Problem to work on:
Your task is to show every line in the listing below that includes "stored".
***
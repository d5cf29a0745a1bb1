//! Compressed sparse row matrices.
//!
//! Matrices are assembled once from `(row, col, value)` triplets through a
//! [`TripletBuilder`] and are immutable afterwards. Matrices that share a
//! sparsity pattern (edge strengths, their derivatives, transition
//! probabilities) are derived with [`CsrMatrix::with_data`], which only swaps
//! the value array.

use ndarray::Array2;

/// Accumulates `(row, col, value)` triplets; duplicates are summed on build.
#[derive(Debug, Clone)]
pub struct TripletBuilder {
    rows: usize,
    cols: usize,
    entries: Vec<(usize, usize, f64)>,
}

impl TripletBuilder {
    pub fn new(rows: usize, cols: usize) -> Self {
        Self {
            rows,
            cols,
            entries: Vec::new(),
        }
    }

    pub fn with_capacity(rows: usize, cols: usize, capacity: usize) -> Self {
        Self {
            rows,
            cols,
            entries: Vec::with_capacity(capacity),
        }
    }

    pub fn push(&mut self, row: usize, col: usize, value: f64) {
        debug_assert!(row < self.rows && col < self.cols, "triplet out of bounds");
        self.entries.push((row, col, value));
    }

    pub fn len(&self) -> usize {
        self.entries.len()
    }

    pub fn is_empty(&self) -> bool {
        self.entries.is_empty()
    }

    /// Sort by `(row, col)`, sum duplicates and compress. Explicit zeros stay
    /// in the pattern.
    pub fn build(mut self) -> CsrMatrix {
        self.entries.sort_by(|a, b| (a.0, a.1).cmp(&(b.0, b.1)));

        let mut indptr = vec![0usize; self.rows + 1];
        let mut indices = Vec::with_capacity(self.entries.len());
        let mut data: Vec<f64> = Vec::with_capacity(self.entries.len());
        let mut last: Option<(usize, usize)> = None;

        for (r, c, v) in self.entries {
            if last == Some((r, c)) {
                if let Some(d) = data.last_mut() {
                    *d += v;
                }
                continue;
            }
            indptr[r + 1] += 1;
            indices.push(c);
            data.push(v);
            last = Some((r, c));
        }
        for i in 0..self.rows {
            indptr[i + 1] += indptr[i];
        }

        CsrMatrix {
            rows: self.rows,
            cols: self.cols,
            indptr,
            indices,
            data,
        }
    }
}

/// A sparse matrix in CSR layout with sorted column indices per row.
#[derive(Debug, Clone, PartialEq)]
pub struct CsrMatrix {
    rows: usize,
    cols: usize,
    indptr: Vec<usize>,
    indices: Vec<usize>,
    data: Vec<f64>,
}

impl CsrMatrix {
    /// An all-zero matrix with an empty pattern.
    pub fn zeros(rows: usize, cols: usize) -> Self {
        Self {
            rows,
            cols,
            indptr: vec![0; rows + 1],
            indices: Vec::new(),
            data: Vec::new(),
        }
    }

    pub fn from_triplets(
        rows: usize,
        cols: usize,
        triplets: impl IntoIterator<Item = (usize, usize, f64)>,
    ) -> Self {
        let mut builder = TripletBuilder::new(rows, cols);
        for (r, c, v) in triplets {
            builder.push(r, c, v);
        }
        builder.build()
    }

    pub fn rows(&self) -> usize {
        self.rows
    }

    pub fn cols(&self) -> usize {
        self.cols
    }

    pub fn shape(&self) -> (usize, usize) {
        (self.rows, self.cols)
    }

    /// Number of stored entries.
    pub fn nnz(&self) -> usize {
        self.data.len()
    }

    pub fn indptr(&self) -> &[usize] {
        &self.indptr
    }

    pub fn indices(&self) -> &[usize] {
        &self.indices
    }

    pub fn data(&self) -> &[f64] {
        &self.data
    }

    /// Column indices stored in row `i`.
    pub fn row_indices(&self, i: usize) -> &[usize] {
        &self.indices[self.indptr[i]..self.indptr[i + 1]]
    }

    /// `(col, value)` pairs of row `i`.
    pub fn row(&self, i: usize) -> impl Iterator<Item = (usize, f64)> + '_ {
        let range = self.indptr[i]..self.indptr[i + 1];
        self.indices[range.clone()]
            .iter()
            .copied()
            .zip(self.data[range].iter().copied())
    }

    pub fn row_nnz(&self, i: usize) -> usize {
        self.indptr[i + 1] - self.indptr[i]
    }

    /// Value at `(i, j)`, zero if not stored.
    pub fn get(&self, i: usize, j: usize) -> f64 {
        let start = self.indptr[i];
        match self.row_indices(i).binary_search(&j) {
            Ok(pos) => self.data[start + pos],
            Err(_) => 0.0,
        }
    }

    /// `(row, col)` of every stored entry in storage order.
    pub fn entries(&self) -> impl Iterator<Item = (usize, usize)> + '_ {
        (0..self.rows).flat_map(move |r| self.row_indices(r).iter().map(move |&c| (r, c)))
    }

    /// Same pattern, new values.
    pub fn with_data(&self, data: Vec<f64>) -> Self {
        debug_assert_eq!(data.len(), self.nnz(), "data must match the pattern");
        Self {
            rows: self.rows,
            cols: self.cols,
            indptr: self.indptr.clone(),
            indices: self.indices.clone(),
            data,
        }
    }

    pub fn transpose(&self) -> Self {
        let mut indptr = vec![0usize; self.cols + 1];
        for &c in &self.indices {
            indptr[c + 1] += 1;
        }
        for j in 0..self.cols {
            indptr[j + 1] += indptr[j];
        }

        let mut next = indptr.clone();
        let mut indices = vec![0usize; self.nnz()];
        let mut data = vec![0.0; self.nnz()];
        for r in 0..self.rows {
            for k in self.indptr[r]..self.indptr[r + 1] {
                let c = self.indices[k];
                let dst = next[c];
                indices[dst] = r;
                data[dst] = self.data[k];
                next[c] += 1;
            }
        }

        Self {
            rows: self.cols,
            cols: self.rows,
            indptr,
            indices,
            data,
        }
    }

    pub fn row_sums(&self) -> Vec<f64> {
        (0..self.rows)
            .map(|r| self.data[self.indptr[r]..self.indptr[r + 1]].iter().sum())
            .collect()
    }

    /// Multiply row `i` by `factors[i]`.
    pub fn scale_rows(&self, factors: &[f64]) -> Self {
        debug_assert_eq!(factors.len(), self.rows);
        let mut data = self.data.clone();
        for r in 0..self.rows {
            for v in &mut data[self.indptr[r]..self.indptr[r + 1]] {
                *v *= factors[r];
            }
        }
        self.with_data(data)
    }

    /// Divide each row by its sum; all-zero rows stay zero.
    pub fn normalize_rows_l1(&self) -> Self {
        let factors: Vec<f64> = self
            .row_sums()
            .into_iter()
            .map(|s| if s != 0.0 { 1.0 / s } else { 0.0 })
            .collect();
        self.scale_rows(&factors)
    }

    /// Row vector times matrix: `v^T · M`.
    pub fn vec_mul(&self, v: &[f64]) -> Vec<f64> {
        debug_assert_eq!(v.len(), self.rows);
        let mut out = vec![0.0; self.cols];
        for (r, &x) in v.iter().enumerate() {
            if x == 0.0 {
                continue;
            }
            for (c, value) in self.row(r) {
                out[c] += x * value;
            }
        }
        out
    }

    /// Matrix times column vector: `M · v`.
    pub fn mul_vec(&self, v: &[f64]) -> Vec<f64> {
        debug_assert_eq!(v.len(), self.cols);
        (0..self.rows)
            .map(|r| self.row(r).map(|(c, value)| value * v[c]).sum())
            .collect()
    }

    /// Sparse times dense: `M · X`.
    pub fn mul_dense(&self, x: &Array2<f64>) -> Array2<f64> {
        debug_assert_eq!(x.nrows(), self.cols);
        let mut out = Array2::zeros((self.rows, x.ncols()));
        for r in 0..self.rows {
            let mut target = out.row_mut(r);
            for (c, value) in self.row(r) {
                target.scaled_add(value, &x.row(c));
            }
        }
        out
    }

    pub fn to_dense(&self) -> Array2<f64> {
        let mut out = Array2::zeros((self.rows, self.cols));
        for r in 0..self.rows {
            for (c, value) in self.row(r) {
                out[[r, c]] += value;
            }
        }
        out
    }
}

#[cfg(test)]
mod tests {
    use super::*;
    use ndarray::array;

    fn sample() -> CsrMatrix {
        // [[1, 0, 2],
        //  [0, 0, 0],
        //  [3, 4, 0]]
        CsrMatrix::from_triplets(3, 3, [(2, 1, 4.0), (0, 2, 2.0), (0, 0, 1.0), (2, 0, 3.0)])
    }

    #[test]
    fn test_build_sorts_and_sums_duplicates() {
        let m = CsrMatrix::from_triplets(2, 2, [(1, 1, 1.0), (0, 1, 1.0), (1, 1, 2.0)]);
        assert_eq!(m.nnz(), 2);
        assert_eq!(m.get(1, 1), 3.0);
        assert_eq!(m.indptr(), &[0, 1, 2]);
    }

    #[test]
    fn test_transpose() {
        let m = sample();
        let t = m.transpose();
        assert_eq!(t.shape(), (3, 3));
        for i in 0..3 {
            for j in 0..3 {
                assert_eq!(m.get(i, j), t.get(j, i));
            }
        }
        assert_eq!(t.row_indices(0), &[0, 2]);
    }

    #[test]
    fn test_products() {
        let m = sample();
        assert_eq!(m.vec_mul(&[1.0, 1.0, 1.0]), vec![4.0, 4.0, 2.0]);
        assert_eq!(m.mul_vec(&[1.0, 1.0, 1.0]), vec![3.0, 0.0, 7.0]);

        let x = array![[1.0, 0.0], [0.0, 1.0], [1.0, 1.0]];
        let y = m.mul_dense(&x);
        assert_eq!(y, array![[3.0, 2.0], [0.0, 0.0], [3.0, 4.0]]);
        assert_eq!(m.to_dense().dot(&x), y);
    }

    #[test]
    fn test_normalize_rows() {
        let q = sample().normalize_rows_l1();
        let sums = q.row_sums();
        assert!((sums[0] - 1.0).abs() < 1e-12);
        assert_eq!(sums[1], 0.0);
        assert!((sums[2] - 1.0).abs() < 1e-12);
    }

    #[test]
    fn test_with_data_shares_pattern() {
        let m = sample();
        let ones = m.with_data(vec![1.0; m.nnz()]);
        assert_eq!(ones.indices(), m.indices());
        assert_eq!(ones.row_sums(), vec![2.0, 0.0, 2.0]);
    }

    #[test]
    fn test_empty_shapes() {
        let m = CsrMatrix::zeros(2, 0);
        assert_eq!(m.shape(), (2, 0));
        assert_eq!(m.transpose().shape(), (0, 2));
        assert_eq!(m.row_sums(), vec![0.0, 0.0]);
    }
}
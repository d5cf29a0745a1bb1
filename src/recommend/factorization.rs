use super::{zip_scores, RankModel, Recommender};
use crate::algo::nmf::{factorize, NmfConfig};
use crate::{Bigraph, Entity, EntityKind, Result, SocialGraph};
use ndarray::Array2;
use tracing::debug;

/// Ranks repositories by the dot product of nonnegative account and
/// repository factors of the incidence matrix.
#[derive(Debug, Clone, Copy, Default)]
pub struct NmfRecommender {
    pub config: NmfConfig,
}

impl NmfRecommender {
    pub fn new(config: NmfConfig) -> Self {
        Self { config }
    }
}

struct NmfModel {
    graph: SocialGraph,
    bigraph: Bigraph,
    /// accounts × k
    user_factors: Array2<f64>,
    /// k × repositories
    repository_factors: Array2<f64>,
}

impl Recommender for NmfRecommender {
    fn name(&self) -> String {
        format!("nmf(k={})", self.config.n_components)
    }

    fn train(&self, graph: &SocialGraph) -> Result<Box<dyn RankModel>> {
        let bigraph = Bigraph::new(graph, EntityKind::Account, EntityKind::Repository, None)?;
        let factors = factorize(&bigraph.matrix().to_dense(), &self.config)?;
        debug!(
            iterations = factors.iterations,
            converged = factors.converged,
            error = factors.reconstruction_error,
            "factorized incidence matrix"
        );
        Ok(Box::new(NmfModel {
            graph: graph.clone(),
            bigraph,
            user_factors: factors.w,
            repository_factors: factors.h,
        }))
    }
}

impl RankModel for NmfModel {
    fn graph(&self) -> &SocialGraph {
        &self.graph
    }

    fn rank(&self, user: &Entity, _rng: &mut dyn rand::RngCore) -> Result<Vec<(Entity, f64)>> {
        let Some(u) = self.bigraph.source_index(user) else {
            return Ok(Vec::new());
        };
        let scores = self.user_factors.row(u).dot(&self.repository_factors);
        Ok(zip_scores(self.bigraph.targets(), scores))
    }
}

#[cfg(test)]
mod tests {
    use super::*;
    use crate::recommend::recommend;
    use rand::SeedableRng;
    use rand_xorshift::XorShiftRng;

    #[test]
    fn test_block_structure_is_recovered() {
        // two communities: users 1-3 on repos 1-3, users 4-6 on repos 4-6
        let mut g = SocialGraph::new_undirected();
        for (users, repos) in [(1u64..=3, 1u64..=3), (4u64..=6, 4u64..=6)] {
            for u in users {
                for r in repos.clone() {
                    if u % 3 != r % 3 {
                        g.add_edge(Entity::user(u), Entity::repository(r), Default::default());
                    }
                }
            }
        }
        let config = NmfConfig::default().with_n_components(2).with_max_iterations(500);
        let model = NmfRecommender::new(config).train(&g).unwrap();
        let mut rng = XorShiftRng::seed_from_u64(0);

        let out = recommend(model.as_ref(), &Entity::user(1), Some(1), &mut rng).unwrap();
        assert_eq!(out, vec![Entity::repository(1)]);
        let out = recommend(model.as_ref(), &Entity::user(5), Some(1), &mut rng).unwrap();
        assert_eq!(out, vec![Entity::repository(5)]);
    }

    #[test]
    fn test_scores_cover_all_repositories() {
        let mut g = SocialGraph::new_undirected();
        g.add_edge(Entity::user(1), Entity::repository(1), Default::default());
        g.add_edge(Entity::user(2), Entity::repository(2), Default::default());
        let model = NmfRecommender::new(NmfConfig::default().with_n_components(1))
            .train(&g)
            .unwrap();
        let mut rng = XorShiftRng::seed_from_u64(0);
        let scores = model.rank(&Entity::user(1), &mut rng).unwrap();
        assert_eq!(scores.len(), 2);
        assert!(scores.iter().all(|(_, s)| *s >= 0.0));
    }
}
***
Exercise response:
    /// Number of stored entries.
    /// Column indices stored in row `i`.
    /// Value at `(i, j)`, zero if not stored.
    /// `(row, col)` of every stored entry in storage order.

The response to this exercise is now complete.